## Requirement
Please return the lines of the data that contain "表单未显示时返回".

## Data section
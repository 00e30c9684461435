//! 面板控制器 - 视图层
//!
//! 管理左侧问题列表和右侧面板两块区域。右侧面板只有两种状态：
//! 新问题表单，或某个问题的详情。
//!
//! 每次渲染都会整体替换面板内容，并重新登记可点击的列表项

use crate::error::StorageResult;
use crate::infrastructure::KeyValueStore;
use crate::models::{Question, QuestionDraft, QuestionId, Response, ResponseDraft, Submission};
use crate::services::{self, BoardRepository, IdGenerator, ResolveSummary, SearchTerm};
use crate::view::render::{QuestionDetailView, QuestionListView, Renderer};
use tracing::{debug, warn};

/// 点击列表项的结果
#[derive(Debug, Clone, Copy, PartialEq, Eq)]
pub enum ClickOutcome {
    /// 详情已显示
    Shown,
    /// 不在当前列表中，点击被忽略
    NotListed,
    /// 列表中有，但存储里已经没有这个问题
    Missing,
}

/// 右侧面板状态
#[derive(Debug, Clone, Copy, PartialEq, Eq)]
pub enum RightPane {
    QuestionForm,
    QuestionDetail(QuestionId),
}

/// 面板控制器
pub struct BoardController<S, R> {
    repo: BoardRepository<S>,
    renderer: R,
    ids: IdGenerator,
    state: RightPane,
    left_pane: String,
    right_pane: String,
    /// 当前列表中可点击的问题
    list_items: Vec<QuestionId>,
    search_term: Option<SearchTerm>,
    question_form: QuestionDraft,
    /// 只有详情面板显示时才存在
    response_form: Option<ResponseDraft>,
}

impl<S: KeyValueStore, R: Renderer> BoardController<S, R> {
    pub fn new(repo: BoardRepository<S>, renderer: R, ids: IdGenerator) -> Self {
        Self {
            repo,
            renderer,
            ids,
            state: RightPane::QuestionForm,
            left_pane: String::new(),
            right_pane: String::new(),
            list_items: Vec::new(),
            search_term: None,
            question_form: QuestionDraft::default(),
            response_form: None,
        }
    }

    /// 初始化：完整列表 + 新问题表单
    pub fn init(&mut self) -> StorageResult<()> {
        self.display_questions(None)?;
        self.display_question_form();
        Ok(())
    }

    // ========== 事件 ==========

    /// 点击列表中的问题
    ///
    /// 不在当前列表中的ID被忽略
    pub fn click_question(&mut self, id: QuestionId) -> StorageResult<ClickOutcome> {
        if !self.list_items.contains(&id) {
            warn!("⚠️ 问题 #{} 不在当前列表中，忽略点击", id);
            return Ok(ClickOutcome::NotListed);
        }
        if self.show_question(id)? {
            Ok(ClickOutcome::Shown)
        } else {
            Ok(ClickOutcome::Missing)
        }
    }

    /// "新问题"按钮
    pub fn new_question(&mut self) {
        self.display_question_form();
    }

    /// 填写新问题表单，表单未显示时返回 `false`
    pub fn set_question_fields(&mut self, subject: impl Into<String>, question: impl Into<String>) -> bool {
        if self.state != RightPane::QuestionForm {
            return false;
        }
        self.question_form = QuestionDraft::new(subject, question);
        true
    }

    /// 填写回答表单，详情面板未显示时返回 `false`
    pub fn set_response_fields(&mut self, name: impl Into<String>, response: impl Into<String>) -> bool {
        match self.response_form.as_mut() {
            Some(form) => {
                form.name = name.into();
                form.response = response.into();
                true
            }
            None => false,
        }
    }

    /// 提交新问题表单
    ///
    /// 表单未显示时返回 `None`，不做任何写入。
    /// 无论成功与否表单都会被清空。成功时刷新完整列表，右侧面板不变
    pub fn submit_question(&mut self) -> StorageResult<Option<Submission<Question>>> {
        if self.state != RightPane::QuestionForm {
            warn!("⚠️ 当前没有显示新问题表单，无法发布");
            return Ok(None);
        }
        let draft = std::mem::take(&mut self.question_form);
        let result = services::create_question(&mut self.repo, &draft, &mut self.ids)?;
        if result.is_accepted() {
            self.display_questions(None)?;
        }
        Ok(Some(result))
    }

    /// 提交回答表单
    ///
    /// 详情面板未显示时返回 `None`。成功时重新渲染同一个问题的详情
    pub fn submit_response(&mut self) -> StorageResult<Option<Submission<Response>>> {
        let Some(form) = self.response_form.as_mut() else {
            warn!("⚠️ 当前没有显示问题详情，无法回答");
            return Ok(None);
        };
        let draft = form.clone();
        form.clear();

        let result = services::create_response(&mut self.repo, &draft)?;
        if result.is_accepted() {
            self.show_question(draft.qid)?;
        }
        Ok(Some(result))
    }

    /// 解决当前显示的问题
    ///
    /// 右侧不是详情面板时什么也不做，返回 `None`
    pub fn resolve(&mut self) -> StorageResult<Option<ResolveSummary>> {
        let RightPane::QuestionDetail(id) = self.state else {
            warn!("⚠️ 当前没有显示问题详情，无法解决");
            return Ok(None);
        };

        let summary = services::resolve(&mut self.repo, id)?;
        self.display_questions(None)?;
        self.display_question_form();
        Ok(Some(summary))
    }

    /// 搜索框输入变化
    ///
    /// 空输入恢复完整列表；非空时过滤列表，详情中的问题被过滤掉则切回表单
    pub fn search_input(&mut self, text: &str) -> StorageResult<()> {
        self.display_questions(SearchTerm::new(text))
    }

    // ========== 渲染 ==========

    fn display_questions(&mut self, term: Option<SearchTerm>) -> StorageResult<()> {
        let mut questions = self.repo.load_questions()?;
        if let Some(term) = &term {
            questions = services::search(&questions, term);
            self.check_right_pane(&questions);
            debug!("搜索 {:?}: {} 个结果", term.as_str(), questions.len());
        }

        self.list_items = questions.iter().map(|q| q.id).collect();
        self.left_pane = self
            .renderer
            .render_question_list(&QuestionListView { questions });
        self.search_term = term;
        Ok(())
    }

    fn check_right_pane(&mut self, visible: &[Question]) {
        if let RightPane::QuestionDetail(id) = self.state {
            if !visible.iter().any(|q| q.id == id) {
                debug!("问题 #{} 不在搜索结果中，切回新问题表单", id);
                self.display_question_form();
            }
        }
    }

    fn display_question_form(&mut self) {
        self.state = RightPane::QuestionForm;
        self.right_pane = self.renderer.render_question_form();
        self.question_form.clear();
        self.response_form = None;
    }

    /// 显示问题详情，问题已不存在时切回表单并返回 `false`
    fn show_question(&mut self, id: QuestionId) -> StorageResult<bool> {
        let Some(question) = self.repo.find_question(id)? else {
            warn!("⚠️ 问题 #{} 不存在，显示新问题表单", id);
            self.display_question_form();
            return Ok(false);
        };
        let responses = self.repo.responses_for(id)?;

        self.right_pane = self
            .renderer
            .render_question_detail(&QuestionDetailView::new(question, responses));
        self.state = RightPane::QuestionDetail(id);
        self.response_form = Some(ResponseDraft::new(id, "", ""));
        Ok(true)
    }

    // ========== 访问器 ==========

    pub fn state(&self) -> RightPane {
        self.state
    }

    pub fn left_pane(&self) -> &str {
        &self.left_pane
    }

    pub fn right_pane(&self) -> &str {
        &self.right_pane
    }

    pub fn list_items(&self) -> &[QuestionId] {
        &self.list_items
    }

    pub fn search_term(&self) -> Option<&SearchTerm> {
        self.search_term.as_ref()
    }

    pub fn question_form(&self) -> &QuestionDraft {
        &self.question_form
    }

    pub fn response_form(&self) -> Option<&ResponseDraft> {
        self.response_form.as_ref()
    }

    pub fn repository(&mut self) -> &mut BoardRepository<S> {
        &mut self.repo
    }
}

## Exercise answer
    /// 填写新问题表单，表单未显示时返回 `false`
    /// 表单未显示时返回 `None`，不做任何写入。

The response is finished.